Google’s Gary Illyes has clarified how soft 404 errors impact crawl budget, offering unique insight during Search Central Live Asia Pacific 2025.
While it was previously understood that standard 4XX errors don’t consume crawl budget, a LinkedIn post from Kenichi Suzuki reveals a critical nuance: soft 404s do.
The Problem With Soft 404s
Unlike standard 404 pages, soft 404s return a 200 OK status while showing messaging like “page not found” or “this product is no longer available.”
That means the server reports a successful response, but the page content tells a different story.
Illyes explained that Google uses content analysis to identify these inconsistencies.
If it detects patterns that signal a missing or low-value page, it flags the URL as a soft 404, even though the HTTP response code suggests the page is fine.

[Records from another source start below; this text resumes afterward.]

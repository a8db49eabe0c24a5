//! Diagnostics sink that keeps every report

use std::sync::{Mutex, MutexGuard, PoisonError};

use contracts::{DiagnosticReport, DiagnosticsSink, Severity};

#[derive(Debug, Default)]
pub struct CollectingDiagnostics {
    reports: Mutex<Vec<DiagnosticReport>>,
}

impl CollectingDiagnostics {
    pub fn new() -> Self {
        Self::default()
    }

    fn lock(&self) -> MutexGuard<'_, Vec<DiagnosticReport>> {
        self.reports.lock().unwrap_or_else(PoisonError::into_inner)
    }

    pub fn reports(&self) -> Vec<DiagnosticReport> {
        self.lock().clone()
    }

    /// Number of reports with the given severity
    pub fn count(&self, severity: Severity) -> usize {
        self.lock().iter().filter(|r| r.severity == severity).count()
    }

    pub fn clear(&self) {
        self.lock().clear();
    }
}

impl DiagnosticsSink for CollectingDiagnostics {
    fn report(&self, report: DiagnosticReport) {
        self.lock().push(report);
    }
}
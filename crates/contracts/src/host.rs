//! Host boundaries
//!
//! Channel registry, sample emission, master clock and diagnostics as seen
//! by the engine. The measurement host implements these; `host_sim`
//! provides an in-memory version.

use serde::{Deserialize, Serialize};
use std::fmt;

use crate::{ChannelKey, ContractError};

/// When samples of a channel occur
#[derive(Debug, Clone, Copy, PartialEq, Eq, Serialize, Deserialize)]
#[serde(rename_all = "snake_case")]
pub enum SampleOccurrence {
    /// Equidistant samples at the channel samplerate
    Sync,
    /// Individually timestamped samples
    Async,
}

/// Value type of a channel sample
#[derive(Debug, Clone, Copy, PartialEq, Eq, Serialize, Deserialize)]
#[serde(rename_all = "snake_case")]
pub enum SampleValueType {
    Float32,
    Float64,
}

/// Sample format of a host channel
#[derive(Debug, Clone, Copy, PartialEq, Eq, Serialize, Deserialize)]
pub struct SampleFormat {
    pub occurrence: SampleOccurrence,
    pub value_type: SampleValueType,
    /// Values per sample
    pub arity: u8,
}

impl SampleFormat {
    /// Format of calibrated data channels
    pub const SYNC_SCALAR_F32: Self = Self {
        occurrence: SampleOccurrence::Sync,
        value_type: SampleValueType::Float32,
        arity: 1,
    };

    /// Format of the drift channel
    pub const ASYNC_SCALAR_F64: Self = Self {
        occurrence: SampleOccurrence::Async,
        value_type: SampleValueType::Float64,
        arity: 1,
    };
}

/// Value range of a channel (physical units)
#[derive(Debug, Clone, Copy, PartialEq, Serialize, Deserialize)]
pub struct ValueRange {
    pub min: f64,
    pub max: f64,
}

/// Channel properties pushed to the host registry
#[derive(Debug, Clone, PartialEq, Serialize, Deserialize)]
pub struct ChannelConfig {
    /// Display name used when the channel is created
    pub default_name: String,
    pub format: SampleFormat,
    /// Samplerate (Hz) and simple timebase; `None` for async channels
    pub samplerate: Option<f64>,
    pub range: Option<ValueRange>,
    pub unit: String,
    pub deletable: bool,
}

/// Handle of a channel in the host registry
///
/// Carries the channel key, so no property lookup or cast is needed to find
/// out which metadata channel a host channel belongs to.
#[derive(Debug, Clone, PartialEq, Eq, Hash)]
pub struct ChannelHandle {
    id: u32,
    key: ChannelKey,
}

impl ChannelHandle {
    pub fn new(id: u32, key: ChannelKey) -> Self {
        Self { id, key }
    }

    /// Host-local channel id
    #[inline]
    pub fn id(&self) -> u32 {
        self.id
    }

    #[inline]
    pub fn key(&self) -> &ChannelKey {
        &self.key
    }

    /// Metadata channel name, `None` for non-data channels
    #[inline]
    pub fn data_channel_name(&self) -> Option<&str> {
        self.key.data_channel_name()
    }
}

impl fmt::Display for ChannelHandle {
    fn fmt(&self, f: &mut fmt::Formatter<'_>) -> fmt::Result {
        write!(f, "{}#{}", self.key, self.id)
    }
}

/// Host channel registry
pub trait ChannelRegistry {
    /// Find a channel by key
    fn lookup(&self, key: &ChannelKey) -> Option<ChannelHandle>;

    /// Create a channel
    fn create(
        &mut self,
        key: ChannelKey,
        config: &ChannelConfig,
    ) -> Result<ChannelHandle, ContractError>;

    /// Update samplerate, range, unit of an existing channel
    fn configure(
        &mut self,
        handle: &ChannelHandle,
        config: &ChannelConfig,
    ) -> Result<(), ContractError>;

    /// Remove a channel
    fn remove(&mut self, handle: &ChannelHandle) -> Result<(), ContractError>;

    /// All channels owned by this engine instance
    fn list(&self) -> Vec<ChannelHandle>;
}

/// Host sample emission
pub trait SampleEmitter {
    /// Push a contiguous block of calibrated samples starting at `start_tick`
    fn add_samples(&mut self, channel: &ChannelHandle, start_tick: u64, samples: &[f32]);

    /// Push a single asynchronous sample at `tick`
    fn add_async_sample(&mut self, channel: &ChannelHandle, tick: u64, value: f64);
}

/// Master clock reading
#[derive(Debug, Clone, Copy, PartialEq, Serialize, Deserialize)]
pub struct MasterTimestamp {
    /// Current master tick
    pub ticks: u64,
    /// Master tick frequency (Hz)
    pub frequency: f64,
}

impl MasterTimestamp {
    /// `samplerate / frequency`
    #[inline]
    pub fn rate_factor(&self, samplerate: f64) -> f64 {
        samplerate / self.frequency
    }

    /// Current master time expressed in sample ticks, rounded
    ///
    /// `None` when the reading does not convert to a tick below `u64::MAX`,
    /// e.g. a zero or non-finite frequency.
    #[inline]
    pub fn sample_tick(&self, samplerate: f64) -> Option<u64> {
        let tick = (self.ticks as f64 * self.rate_factor(samplerate)).round();
        (tick.is_finite() && tick >= 0.0 && tick < u64::MAX as f64).then(|| tick as u64)
    }
}

/// Host master clock
pub trait MasterClock {
    fn master_timestamp(&self) -> MasterTimestamp;

    /// Acquisition start wall-clock time, nanoseconds since 1970 (diagnostics only)
    fn acquisition_start_ns(&self) -> u64;
}

/// Severity of a diagnostic report
#[derive(Debug, Clone, Copy, PartialEq, Eq, PartialOrd, Ord, Serialize, Deserialize)]
#[serde(rename_all = "snake_case")]
pub enum Severity {
    Info,
    Warning,
    Error,
}

/// Asynchronous message to the host
#[derive(Debug, Clone, PartialEq, Serialize, Deserialize)]
pub struct DiagnosticReport {
    pub severity: Severity,
    /// Component that raised the report
    pub source: String,
    pub message: String,
}

impl DiagnosticReport {
    pub fn new(severity: Severity, source: impl Into<String>, message: impl Into<String>) -> Self {
        Self {
            severity,
            source: source.into(),
            message: message.into(),
        }
    }

    pub fn error(source: impl Into<String>, message: impl Into<String>) -> Self {
        Self::new(Severity::Error, source, message)
    }

    pub fn warning(source: impl Into<String>, message: impl Into<String>) -> Self {
        Self::new(Severity::Warning, source, message)
    }
}

/// Host diagnostics boundary
///
/// One instance is shared by convention and injected into each component.
pub trait DiagnosticsSink: Send + Sync {
    fn report(&self, report: DiagnosticReport);
}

And unlike true 404s, these pages consume crawl budget without offering any value in return.
For larger sites, that can lead to slower discovery of valuable content and inefficient use of crawl resources.
How To Identify Soft 404s
Google Search Console includes a dedicated report under the Index Coverage section to help you find soft 404s.

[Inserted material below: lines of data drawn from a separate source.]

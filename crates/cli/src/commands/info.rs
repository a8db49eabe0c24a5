//! `info` command implementation.

use anyhow::{Context, Result};
use contracts::{ChannelKey, MetadataSnapshot};
use metadata::CalibrationTable;
use serde::Serialize;
use sync_engine::value_range;
use tracing::info;

use super::load_metadata;
use crate::cli::InfoArgs;

/// Channel set info for JSON output
#[derive(Serialize)]
struct MetadataInfo {
    board: BoardInfo,
    delay_baseline: i64,
    channels: Vec<ChannelInfo>,
    #[serde(skip_serializing_if = "Vec::is_empty")]
    sensors: Vec<SensorInfo>,
}

#[derive(Serialize)]
struct BoardInfo {
    samplerate: f64,
    adc_range: [f64; 2],
    differential: bool,
}

#[derive(Serialize)]
struct ChannelInfo {
    name: String,
    key: String,
    pin: String,
    column: usize,
    unit: String,
    #[serde(skip_serializing_if = "Option::is_none")]
    sensor: Option<String>,
    #[serde(skip_serializing_if = "Option::is_none")]
    calibration: Option<CalibrationInfo>,
}

#[derive(Serialize)]
struct CalibrationInfo {
    gain: f64,
    offset: f64,
    delay: i16,
    range: [f64; 2],
}

#[derive(Serialize)]
struct SensorInfo {
    name: String,
    gain: f64,
    offset: f64,
    delay: i64,
}

/// Execute the `info` command
pub fn run_info(args: &InfoArgs) -> Result<()> {
    info!(metadata = %args.metadata.display(), "Loading metadata info");

    let (_, snapshot) = load_metadata(&args.metadata)?;
    let calibration = metadata::resolve(&snapshot)
        .with_context(|| format!("Failed to resolve calibration of {}", args.metadata.display()))?;

    let info = build_metadata_info(&snapshot, &calibration, args);
    if args.json {
        let json =
            serde_json::to_string_pretty(&info).context("Failed to serialize metadata info")?;
        println!("{}", json);
    } else {
        print_metadata_info(&info);
    }

    Ok(())
}

fn build_metadata_info(
    snapshot: &MetadataSnapshot,
    calibration: &CalibrationTable,
    args: &InfoArgs,
) -> MetadataInfo {
    let channels = snapshot
        .channels
        .values()
        .map(|channel| {
            let calibration = args
                .calibration
                .then(|| {
                    let raw = calibration.raw(&channel.name)?;
                    let effective = calibration.get(&channel.name)?;
                    let range = value_range(&snapshot.board, raw.gain, raw.offset);
                    Some(CalibrationInfo {
                        gain: raw.gain,
                        offset: raw.offset,
                        delay: effective.delay,
                        range: [range.min, range.max],
                    })
                })
                .flatten();

            ChannelInfo {
                name: channel.name.clone(),
                key: ChannelKey::data(&channel.name).to_string(),
                pin: channel.pin.clone(),
                column: channel.column_index,
                unit: channel.unit.clone(),
                sensor: channel.sensor_name.clone(),
                calibration,
            }
        })
        .collect();

    let sensors = if args.sensors {
        snapshot
            .sensors
            .iter()
            .map(|(name, s)| SensorInfo {
                name: name.clone(),
                gain: s.gain,
                offset: s.offset,
                delay: s.delay,
            })
            .collect()
    } else {
        Vec::new()
    };

    MetadataInfo {
        board: BoardInfo {
            samplerate: snapshot.board.samplerate,
            adc_range: snapshot.board.adc_range,
            differential: snapshot.board.differential,
        },
        delay_baseline: calibration.delay_min(),
        channels,
        sensors,
    }
}

fn print_metadata_info(info: &MetadataInfo) {
    println!("DAQ Channel Set\n");

    println!("Board");
    println!("   ├─ Sample rate: {} Hz", info.board.samplerate);
    println!(
        "   ├─ ADC range: [{}, {}]",
        info.board.adc_range[0], info.board.adc_range[1]
    );
    println!("   ├─ Differential: {}", info.board.differential);
    println!("   └─ Delay baseline: {}", info.delay_baseline);

    println!("\nChannels ({})", info.channels.len());
    for (i, channel) in info.channels.iter().enumerate() {
        let is_last = i == info.channels.len() - 1;
        let prefix = if is_last { "└─" } else { "├─" };
        let child_prefix = if is_last { "   " } else { "│  " };

        println!(
            "   {} {} -> {} (pin {}, column {}, {})",
            prefix, channel.name, channel.key, channel.pin, channel.column, channel.unit
        );
        if let Some(ref sensor) = channel.sensor {
            println!("   {}  ├─ sensor: {}", child_prefix, sensor);
        }
        if let Some(ref cal) = channel.calibration {
            println!(
                "   {}  └─ gain {} offset {} delay {} range [{:.3}, {:.3}]",
                child_prefix, cal.gain, cal.offset, cal.delay, cal.range[0], cal.range[1]
            );
        }
    }

    if !info.sensors.is_empty() {
        println!("\nSensors ({})", info.sensors.len());
        for sensor in &info.sensors {
            println!(
                "   - {}: gain {} offset {} delay {}",
                sensor.name, sensor.gain, sensor.offset, sensor.delay
            );
        }
    }

    println!();
}
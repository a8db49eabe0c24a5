//! Configuration parsing
//!
//! TOML (primary) and JSON.

use contracts::{ContractError, EngineConfig};

/// Configuration file format
#[derive(Debug, Clone, Copy, PartialEq, Eq)]
pub enum ConfigFormat {
    /// TOML (recommended)
    Toml,
    /// JSON
    Json,
}

impl ConfigFormat {
    /// Infer the format from a file extension
    pub fn from_extension(ext: &str) -> Option<Self> {
        match ext.to_lowercase().as_str() {
            "toml" => Some(Self::Toml),
            "json" => Some(Self::Json),
            _ => None,
        }
    }
}

/// Parse TOML
pub fn parse_toml(content: &str) -> Result<EngineConfig, ContractError> {
    toml::from_str(content).map_err(|e| ContractError::ConfigParse {
        message: format!("TOML parse error: {e}"),
        source: Some(Box::new(e)),
    })
}

/// Parse JSON
pub fn parse_json(content: &str) -> Result<EngineConfig, ContractError> {
    serde_json::from_str(content).map_err(|e| ContractError::ConfigParse {
        message: format!("JSON parse error: {e}"),
        source: Some(Box::new(e)),
    })
}

/// Parse in the given format
pub fn parse(content: &str, format: ConfigFormat) -> Result<EngineConfig, ContractError> {
    match format {
        ConfigFormat::Toml => parse_toml(content),
        ConfigFormat::Json => parse_json(content),
    }
}
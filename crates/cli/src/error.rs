//! Error types for CLI operations.

use thiserror::Error;

/// CLI-specific error types
#[derive(Error, Debug)]
pub enum CliError {
    /// Input file not found
    #[error("File not found: {path}")]
    FileNotFound { path: String },

    /// Metadata document rejected by the parser
    #[error("Invalid metadata document: {message}")]
    MetadataInvalid { message: String },

    /// Engine configuration rejected
    #[error("Configuration validation failed: {message}")]
    ConfigValidation { message: String },

    /// Initial update against the publisher failed
    #[error("Update from publisher at {address} failed: {message}")]
    Update { address: String, message: String },

    /// Subscriber run failed after start
    #[error("Subscriber run failed: {message}")]
    Run { message: String },
}

impl CliError {
    pub fn file_not_found(path: impl Into<String>) -> Self {
        Self::FileNotFound { path: path.into() }
    }

    pub fn metadata_invalid(message: impl Into<String>) -> Self {
        Self::MetadataInvalid {
            message: message.into(),
        }
    }

    pub fn config_validation(message: impl Into<String>) -> Self {
        Self::ConfigValidation {
            message: message.into(),
        }
    }

    pub fn update(address: impl Into<String>, message: impl Into<String>) -> Self {
        Self::Update {
            address: address.into(),
            message: message.into(),
        }
    }

    pub fn run(message: impl Into<String>) -> Self {
        Self::Run {
            message: message.into(),
        }
    }
}
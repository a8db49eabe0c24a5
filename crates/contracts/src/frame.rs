//! RawFrame - Transport output
//!
//! One atomically delivered two-part message.

use bytes::Bytes;
use serde::{Deserialize, Serialize};

/// Two-part message as delivered by a transport
///
/// `metadata` is the JSON document describing the acquisition (may be empty
/// on steady-state frames), `data` the interleaved little-endian i16 block.
#[derive(Debug, Clone, PartialEq, Eq, Serialize, Deserialize)]
pub struct RawFrame {
    /// Metadata part (JSON, zero-copy)
    pub metadata: Bytes,

    /// Data part (little-endian i16, zero-copy)
    pub data: Bytes,
}

impl RawFrame {
    /// Create a frame from both parts
    pub fn new(metadata: impl Into<Bytes>, data: impl Into<Bytes>) -> Self {
        Self {
            metadata: metadata.into(),
            data: data.into(),
        }
    }

    /// Whether the frame carries a metadata document
    #[inline]
    pub fn has_metadata(&self) -> bool {
        !self.metadata.is_empty()
    }

    /// Number of whole i16 samples in the data part
    #[inline]
    pub fn sample_count(&self) -> usize {
        self.data.len() / std::mem::size_of::<i16>()
    }
}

Some common causes include:
- Product pages that say “out of stock” but return a 200 OK
- Empty search result or category pages
- Expired event listings
- Deleted user profiles
These types of pages can slip through technical checks because they return a valid status code but offer little or no value to search engines.
Preventing Crawl Waste
To avoid having these pages consume crawl budget:
- Return a 404 or 410 status for content that no longer exists.
- Use 301 redirects when content has been permanently moved.

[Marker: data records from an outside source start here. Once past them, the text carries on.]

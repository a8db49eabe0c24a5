//! Frame demultiplexer
//!
//! Splits an interleaved little-endian i16 block into per-channel columns and
//! applies `raw * gain - offset`.

use contracts::{ContractError, EffectiveCalibration};

/// Decoder for one channel count, keeps its raw buffer across frames
#[derive(Debug, Clone)]
pub struct Demultiplexer {
    channels: usize,
    raw: Vec<i16>,
}

impl Demultiplexer {
    pub fn new(channels: usize) -> Self {
        Self {
            channels,
            raw: Vec::new(),
        }
    }

    pub fn channels(&self) -> usize {
        self.channels
    }

    /// Decode a data block
    ///
    /// Returns the per-channel sample count.
    ///
    /// # Errors
    /// `ContractError::FrameShape` when the block is not a whole number of
    /// i16 samples for every channel. The previous block is discarded either way.
    pub fn split(&mut self, data: &[u8]) -> Result<usize, ContractError> {
        self.raw.clear();

        let sample_bytes = std::mem::size_of::<i16>();
        if self.channels == 0
            || data.len() % sample_bytes != 0
            || (data.len() / sample_bytes) % self.channels != 0
        {
            return Err(ContractError::FrameShape {
                len_bytes: data.len(),
                channels: self.channels,
            });
        }

        match bytemuck::try_cast_slice::<u8, i16>(data) {
            Ok(samples) => self.raw.extend(samples.iter().map(|&s| i16::from_le(s))),
            // unaligned payload
            Err(_) => self.raw.extend(
                bytemuck::pod_collect_to_vec::<u8, i16>(data)
                    .into_iter()
                    .map(i16::from_le),
            ),
        }

        Ok(self.raw.len() / self.channels)
    }

    /// Samples per channel of the current block
    pub fn samples_per_channel(&self) -> usize {
        if self.channels == 0 {
            0
        } else {
            self.raw.len() / self.channels
        }
    }

    /// Raw column `index` of the current block
    pub fn raw_column(&self, index: usize) -> impl Iterator<Item = i16> + '_ {
        self.raw
            .iter()
            .skip(index)
            .step_by(self.channels.max(1))
            .copied()
    }

    /// Calibrated column `index` of the current block into `out`
    pub fn column(&self, index: usize, calibration: &EffectiveCalibration, out: &mut Vec<f32>) {
        out.clear();
        out.extend(self.raw_column(index).map(|raw| calibration.apply(raw)));
    }
}
//! # DAQ Subscriber CLI
//!
//! Command-line entry point.
//!
//! Provides:
//! - metadata and configuration validation
//! - channel set inspection
//! - a subscriber run against a simulated DAQ with graceful shutdown

mod cli;
mod commands;
mod error;
mod pipeline;

use anyhow::Result;
use clap::Parser;
use observability::{LogFormat, ObservabilityConfig};
use tracing::info;

use cli::{Cli, Commands};
use commands::{run_info, run_subscriber, run_validate};

#[tokio::main]
async fn main() -> Result<()> {
    // Load .env file if present
    dotenvy::dotenv().ok();

    let cli = Cli::parse();

    init_logging(&cli)?;

    info!(
        version = env!("CARGO_PKG_VERSION"),
        "DAQ Subscriber CLI starting"
    );

    let result = match &cli.command {
        Commands::Run(args) => run_subscriber(args).await,
        Commands::Validate(args) => run_validate(args),
        Commands::Info(args) => run_info(args),
    };

    if let Err(ref e) = result {
        tracing::error!(error = %e, "Command failed");
    }

    result
}

/// Tracing setup from the global flags
///
/// `RUST_LOG` wins over `-v`/`-q` when set.
fn init_logging(cli: &Cli) -> Result<()> {
    let default_log_level = if cli.quiet {
        "warn"
    } else {
        match cli.verbose {
            0 => "info",
            1 => "debug",
            _ => "trace",
        }
    };

    observability::init_with_config(ObservabilityConfig {
        log_format: match cli.log_format {
            cli::LogFormat::Json => LogFormat::Json,
            cli::LogFormat::Pretty => LogFormat::Pretty,
            cli::LogFormat::Compact => LogFormat::Compact,
        },
        // the run command installs the exporter itself
        metrics_port: None,
        default_log_level: default_log_level.to_string(),
    })
}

- Consider structured data for out-of-stock notices instead of showing empty product pages.
- Design helpful 404 pages that assist users and signal content is unavailable.
Final Thoughts
Soft 404s may look harmless on the surface, but they have technical consequences. By misaligning what your server says with what your page shows, they create inefficiencies that slow down crawling and reduce visibility.
For any site struggling with crawl performance, soft 404s are now a priority for review.